▶ Activity
Which lines of the entries below include "UnboundedSender"? List them all.

▶ Dataset content
[Start of section]

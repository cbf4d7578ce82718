// Copyright 2025 Umberto Gotti <umberto.gotti@umbertogotti.dev>
// Licensed under the Apache License, Version 2.0
// http://www.apache.org/licenses/LICENSE-2.0

//! The view a running stage has of its ports, timers and island.

use crate::async_callback::AsyncCallback;
use crate::interpreter::InterpreterCore;
use crate::logic::TimerKey;
use crate::materializer::Materializer;
use crate::port::{Element, Inlet, Outlet, PortHandle, PortId};
use sluice_core::supervision::Directive;
use sluice_core::{Attributes, Result, StreamError};
use std::any::type_name;
use std::future::Future;
use std::time::Duration;

/// Handle passed to every [`StageLogic`](crate::StageLogic) callback.
///
/// All port operations follow the demand protocol: an outlet may be pushed once
/// per pull it received, an inlet may be pulled once per element. Breaking these
/// rules returns [`StreamError::ProtocolViolation`], which aborts the region.
pub struct StageContext<'a> {
    core: &'a mut InterpreterCore,
    stage: usize,
}

impl<'a> StageContext<'a> {
    pub(crate) fn new(core: &'a mut InterpreterCore, stage: usize) -> Self {
        Self { core, stage }
    }

    /// Request one element on `inlet`. Pulling a closed inlet does nothing.
    ///
    /// # Errors
    /// Protocol violation when the inlet was already pulled.
    pub fn pull<T>(&mut self, inlet: Inlet<T>) -> Result<()> {
        self.core.pull(self.stage, inlet.index)
    }

    /// Pull `inlet` unless it is closed or already pulled.
    ///
    /// # Errors
    /// Only when the inlet index is unknown to the stage.
    pub fn try_pull<T>(&mut self, inlet: Inlet<T>) -> Result<()> {
        if self.is_closed(inlet) || self.has_been_pulled(inlet) {
            return Ok(());
        }
        self.pull(inlet)
    }

    /// Take the element pushed to `inlet`.
    ///
    /// # Errors
    /// Protocol violation when no element is available or the element has an
    /// unexpected type.
    pub fn grab<T: Send + 'static>(&mut self, inlet: Inlet<T>) -> Result<T> {
        let element = self.core.grab(self.stage, inlet.index)?;
        element.downcast::<T>().map(|element| *element).map_err(|_| {
            StreamError::protocol_violation(format!(
                "element on inlet {} is not a {}",
                inlet.index,
                type_name::<T>()
            ))
        })
    }

    /// Send `element` downstream. Requires demand on `outlet`.
    ///
    /// # Errors
    /// Protocol violation without demand or after the outlet was closed.
    pub fn push<T: Send + 'static>(&mut self, outlet: Outlet<T>, element: T) -> Result<()> {
        self.core.push(self.stage, outlet.index, Box::new(element))
    }

    /// Push `element` now if there is demand, otherwise queue it until there is.
    ///
    /// While emissions are queued the outlet reports itself unavailable and pulls
    /// are answered from the queue without calling `on_pull`.
    ///
    /// # Errors
    /// Protocol violation when the outlet was already closed.
    pub fn emit<T: Send + 'static>(&mut self, outlet: Outlet<T>, element: T) -> Result<()> {
        self.core.emit(self.stage, outlet.index, Box::new(element))
    }

    /// [`emit`](Self::emit) every element of `elements` in order.
    ///
    /// # Errors
    /// Protocol violation when the outlet was already closed.
    pub fn emit_multiple<T, I>(&mut self, outlet: Outlet<T>, elements: I) -> Result<()>
    where
        T: Send + 'static,
        I: IntoIterator<Item = T>,
    {
        for element in elements {
            self.emit(outlet, element)?;
        }
        Ok(())
    }

    /// Complete `outlet`, after any queued emissions.
    ///
    /// # Errors
    /// Protocol violation when the outlet was already completed or failed.
    pub fn complete<T>(&mut self, outlet: Outlet<T>) -> Result<()> {
        self.core.complete(self.stage, outlet.index)
    }

    /// Fail `outlet` with `error`, discarding queued emissions.
    ///
    /// # Errors
    /// Protocol violation when the outlet was already completed or failed.
    pub fn fail<T>(&mut self, outlet: Outlet<T>, error: StreamError) -> Result<()> {
        self.core.fail(self.stage, outlet.index, error)
    }

    /// Cancel `inlet`. Idempotent.
    ///
    /// # Errors
    /// Only when the inlet index is unknown to the stage.
    pub fn cancel<T>(&mut self, inlet: Inlet<T>) -> Result<()> {
        self.core.cancel(self.stage, inlet.index)
    }

    /// For an inlet: an element can be grabbed. For an outlet: it can be pushed.
    pub fn is_available(&self, port: impl PortHandle) -> bool {
        match port.port_id() {
            PortId::In(index) => self
                .core
                .inlet(self.stage, index)
                .is_some_and(|conn| conn.inlet_available()),
            PortId::Out(index) => self
                .core
                .outlet(self.stage, index)
                .is_some_and(|conn| conn.outlet_available()),
        }
    }

    /// Whether the port will see no further elements or demand.
    pub fn is_closed(&self, port: impl PortHandle) -> bool {
        match port.port_id() {
            PortId::In(index) => self
                .core
                .inlet(self.stage, index)
                .map_or(true, |conn| conn.inlet_closed()),
            PortId::Out(index) => self
                .core
                .outlet(self.stage, index)
                .map_or(true, |conn| conn.outlet_closed()),
        }
    }

    /// Whether `inlet` was pulled and its element has not arrived yet.
    pub fn has_been_pulled<T>(&self, inlet: Inlet<T>) -> bool {
        self.core
            .inlet(self.stage, inlet.index)
            .is_some_and(|conn| conn.has_been_pulled())
    }

    /// Complete every outlet (after queued emissions) and cancel every inlet.
    ///
    /// # Errors
    /// Never fails; returns `Result` so callbacks can end with it.
    pub fn complete_stage(&mut self) -> Result<()> {
        self.core.complete_stage(self.stage);
        Ok(())
    }

    /// Fail every outlet with `error` and cancel every inlet.
    ///
    /// # Errors
    /// Never fails; returns `Result` so callbacks can end with it.
    pub fn fail_stage(&mut self, error: StreamError) -> Result<()> {
        self.core.fail_stage(self.stage, error);
        Ok(())
    }

    /// Keep the stage alive after all of its ports have closed, until it calls
    /// [`complete_stage`](Self::complete_stage) or
    /// [`fail_stage`](Self::fail_stage).
    pub fn set_keep_going(&mut self, keep_going: bool) {
        self.core.stages[self.stage].keep_going = keep_going;
    }

    /// Callback that feeds events of type `E` into this stage's `on_async`.
    pub fn async_callback<E: Send + 'static>(&self) -> AsyncCallback<E> {
        AsyncCallback::new(self.stage, self.core.mailbox.clone())
    }

    /// Run `future` on the runtime and deliver its output to `on_async`.
    ///
    /// The future is dropped if the stage stops first.
    pub fn run_future<F>(&mut self, future: F)
    where
        F: Future + Send + 'static,
        F::Output: Send + 'static,
    {
        self.core.run_future(self.stage, future);
    }

    /// Fire `on_timer(key)` once after `delay`, replacing a timer with the same key.
    pub fn schedule_once(&mut self, key: TimerKey, delay: Duration) {
        self.core.schedule(self.stage, key, delay, None);
    }

    /// Fire `on_timer(key)` after `initial_delay` and then every `interval`.
    pub fn schedule_repeatedly(&mut self, key: TimerKey, initial_delay: Duration, interval: Duration) {
        self.core
            .schedule(self.stage, key, initial_delay, Some(interval));
    }

    /// Cancel timer `key`. A firing that is already queued is discarded.
    pub fn cancel_timer(&mut self, key: TimerKey) {
        self.core.stages[self.stage].timers.remove(&key);
    }

    /// Whether timer `key` is scheduled.
    pub fn is_timer_active(&self, key: TimerKey) -> bool {
        self.core.stages[self.stage].timers.contains_key(&key)
    }

    /// Effective attributes of the stage.
    pub fn attributes(&self) -> &Attributes {
        &self.core.stages[self.stage].attributes
    }

    /// Ask the stage's supervision decider about `error`.
    ///
    /// Stages that finish work asynchronously use this to apply supervision to
    /// failures the interpreter never sees.
    pub fn supervision_directive(&self, error: &StreamError) -> Directive {
        self.core.directive(self.stage, error)
    }

    /// Materializer that started this stage; used to run nested streams.
    pub fn materializer(&self) -> &Materializer {
        &self.core.materializer
    }

    /// Name used for this stage in logs.
    pub fn stage_name(&self) -> &str {
        &self.core.stages[self.stage].name
    }

    pub(crate) fn grab_erased(&mut self, inlet: usize) -> Result<Element> {
        self.core.grab(self.stage, inlet)
    }

    pub(crate) fn push_erased(&mut self, outlet: usize, element: Element) -> Result<()> {
        self.core.push(self.stage, outlet, element)
    }
}
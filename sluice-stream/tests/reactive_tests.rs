// Copyright 2025 Umberto Gotti <umberto.gotti@umbertogotti.dev>
// Licensed under the Apache License, Version 2.0
// http://www.apache.org/licenses/LICENSE-2.0

use parking_lot::Mutex;
use sluice_core::{Attributes, StreamError, Subscriber, Subscription, SubscriptionTimeoutMode};
use sluice_stream::prelude::*;
use sluice_test_utils::await_within;
use std::sync::Arc;
use std::time::Duration;
use tokio::sync::mpsc::{unbounded_channel, UnboundedSender};

#[derive(Debug)]
enum Signal {
    Subscribed,
    Next(i32),
    Error(StreamError),
    Complete,
}

/// Subscriber forwarding every signal to a channel, requesting one element at
/// a time.
struct RecordingSubscriber {
    signals: UnboundedSender<Signal>,
    subscription: Mutex<Option<Arc<dyn Subscription>>>,
}

impl RecordingSubscriber {
    fn new(signals: UnboundedSender<Signal>) -> Self {
        Self {
            signals,
            subscription: Mutex::new(None),
        }
    }

    fn request_one(&self) {
        let subscription = self.subscription.lock().clone();
        if let Some(subscription) = subscription {
            subscription.request(1);
        }
    }
}

impl Subscriber<i32> for RecordingSubscriber {
    fn on_subscribe(&self, subscription: Arc<dyn Subscription>) {
        *self.subscription.lock() = Some(Arc::clone(&subscription));
        let _ = self.signals.send(Signal::Subscribed);
        subscription.request(1);
    }

    fn on_next(&self, element: i32) {
        let _ = self.signals.send(Signal::Next(element));
        self.request_one();
    }

    fn on_error(&self, error: StreamError) {
        let _ = self.signals.send(Signal::Error(error));
    }

    fn on_complete(&self) {
        let _ = self.signals.send(Signal::Complete);
    }
}

#[tokio::test]
async fn test_publisher_feeds_a_source() -> anyhow::Result<()> {
    // Arrange
    let materializer = Materializer::new()?;
    let publisher = Source::from_iter(1..=5).run_with(Sink::as_publisher(), &materializer)?;

    // Act
    let result = Source::from_publisher(Arc::new(publisher))
        .run_with(Sink::seq(), &materializer)?;

    // Assert
    assert_eq!(await_within(1_000, result).await?, vec![1, 2, 3, 4, 5]);
    Ok(())
}

#[tokio::test]
async fn test_publisher_signals_a_custom_subscriber() -> anyhow::Result<()> {
    // Arrange
    let materializer = Materializer::new()?;
    let publisher = Source::from_iter(vec![7, 8]).run_with(Sink::as_publisher(), &materializer)?;
    let (tx, mut rx) = unbounded_channel();

    // Act
    sluice_core::Publisher::subscribe(&publisher, Arc::new(RecordingSubscriber::new(tx)));
    let mut signals = Vec::new();
    loop {
        let signal = await_within(1_000, rx.recv()).await;
        let done = matches!(signal, Some(Signal::Complete | Signal::Error(_)) | None);
        signals.extend(signal);
        if done {
            break;
        }
    }

    // Assert
    assert!(matches!(signals[0], Signal::Subscribed));
    assert!(matches!(signals[1], Signal::Next(7)));
    assert!(matches!(signals[2], Signal::Next(8)));
    assert!(matches!(signals[3], Signal::Complete));
    Ok(())
}

#[tokio::test]
async fn test_second_subscriber_is_rejected() -> anyhow::Result<()> {
    // Arrange
    let materializer = Materializer::new()?;
    let publisher = Source::repeat(1).run_with(Sink::as_publisher(), &materializer)?;
    let (first_tx, mut first_rx) = unbounded_channel();
    let (second_tx, mut second_rx) = unbounded_channel();
    sluice_core::Publisher::subscribe(&publisher, Arc::new(RecordingSubscriber::new(first_tx)));
    assert!(matches!(
        await_within(1_000, first_rx.recv()).await,
        Some(Signal::Subscribed)
    ));

    // Act
    sluice_core::Publisher::subscribe(&publisher, Arc::new(RecordingSubscriber::new(second_tx)));

    // Assert
    assert!(matches!(
        await_within(1_000, second_rx.recv()).await,
        Some(Signal::Subscribed)
    ));
    assert!(matches!(
        await_within(1_000, second_rx.recv()).await,
        Some(Signal::Error(StreamError::SubscriberRejected { .. }))
    ));
    Ok(())
}

#[tokio::test]
async fn test_eager_subscriber_does_not_starve_other_tasks() -> anyhow::Result<()> {
    // Arrange
    let materializer = Materializer::new()?;
    let publisher = Source::repeat(1).run_with(Sink::as_publisher(), &materializer)?;
    let (tx, mut rx) = unbounded_channel();
    sluice_core::Publisher::subscribe(&publisher, Arc::new(RecordingSubscriber::new(tx)));
    assert!(matches!(
        await_within(1_000, rx.recv()).await,
        Some(Signal::Subscribed)
    ));
    let started = tokio::time::Instant::now();

    // Act
    tokio::time::sleep(Duration::from_millis(20)).await;
    let next = rx.recv().await;

    // Assert
    assert!(started.elapsed() < Duration::from_secs(1));
    assert!(matches!(next, Some(Signal::Next(1))));
    Ok(())
}

#[tokio::test]
async fn test_subscriber_source_fed_by_subscriber_sink() -> anyhow::Result<()> {
    // Arrange
    let materializer = Materializer::new()?;
    let (subscriber, result) = Source::<i32>::as_subscriber()
        .to_mat(Sink::seq(), Keep::both)
        .run_with(&materializer)?;

    // Act
    Source::from_iter(1..=3)
        .to(Sink::from_subscriber(Arc::new(subscriber)))
        .run_with(&materializer)?;

    // Assert
    assert_eq!(await_within(1_000, result).await?, vec![1, 2, 3]);
    Ok(())
}

#[tokio::test]
async fn test_late_subscriber_sees_the_subscription_timeout() -> anyhow::Result<()> {
    // Arrange
    let materializer = Materializer::new()?;
    let publisher = Source::repeat(1).run_with(
        Sink::as_publisher().with_attributes(Attributes::subscription_timeout(
            SubscriptionTimeoutMode::Cancel,
            Duration::from_millis(20),
        )),
        &materializer,
    )?;
    tokio::time::sleep(Duration::from_millis(100)).await;
    let (tx, mut rx) = unbounded_channel();

    // Act
    sluice_core::Publisher::subscribe(&publisher, Arc::new(RecordingSubscriber::new(tx)));

    // Assert
    assert!(matches!(
        await_within(1_000, rx.recv()).await,
        Some(Signal::Subscribed)
    ));
    assert!(matches!(
        await_within(1_000, rx.recv()).await,
        Some(Signal::Error(StreamError::SubscriptionTimeout { .. }))
    ));
    Ok(())
}
// Copyright 2025 Umberto Gotti <umberto.gotti@umbertogotti.dev>
// Licensed under the Apache License, Version 2.0
// http://www.apache.org/licenses/LICENSE-2.0

use std::future::Future;
use std::time::Duration;
use tokio::time::{sleep, timeout};

/// Await `future`, panicking when it does not finish within `timeout_ms`.
pub async fn await_within<F: Future>(timeout_ms: u64, future: F) -> F::Output {
    match timeout(Duration::from_millis(timeout_ms), future).await {
        Ok(output) => output,
        Err(_) => panic!("future did not finish within {timeout_ms}ms"),
    }
}

/// Assert that `future` is still pending after `timeout_ms`.
///
/// The future is polled by reference, so the caller can keep awaiting it.
pub async fn assert_pending_for<F: Future + Unpin>(future: &mut F, timeout_ms: u64) {
    tokio::select! {
        _ = future => {
            panic!("future finished, expected it to stay pending for {timeout_ms}ms");
        }
        _ = sleep(Duration::from_millis(timeout_ms)) => {
        }
    }
}
// Copyright 2025 Umberto Gotti <umberto.gotti@umbertogotti.dev>
// Licensed under the Apache License, Version 2.0
// http://www.apache.org/licenses/LICENSE-2.0

use std::time::Duration;

use crate::{runtime::Runtime, timer::Timer};

pub struct TokioRuntime;

impl Runtime for TokioRuntime {
    type Timer = TokioTimer;
    type Instant = tokio::time::Instant;
}

/// Timer backed by `tokio::time`, so paused test clocks apply to stage timers too.
#[derive(Clone, Copy, Debug, Default)]
pub struct TokioTimer;

impl Timer for TokioTimer {
    type Sleep = tokio::time::Sleep;

    type Instant = tokio::time::Instant;

    fn sleep_future(&self, duration: Duration) -> Self::Sleep {
        tokio::time::sleep(duration)
    }

    fn now(&self) -> Self::Instant {
        tokio::time::Instant::now()
    }
}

[End of section]

▶ Exercise result
use tokio::sync::mpsc::{unbounded_channel, UnboundedSender};
    signals: UnboundedSender<Signal>,
    fn new(signals: UnboundedSender<Signal>) -> Self {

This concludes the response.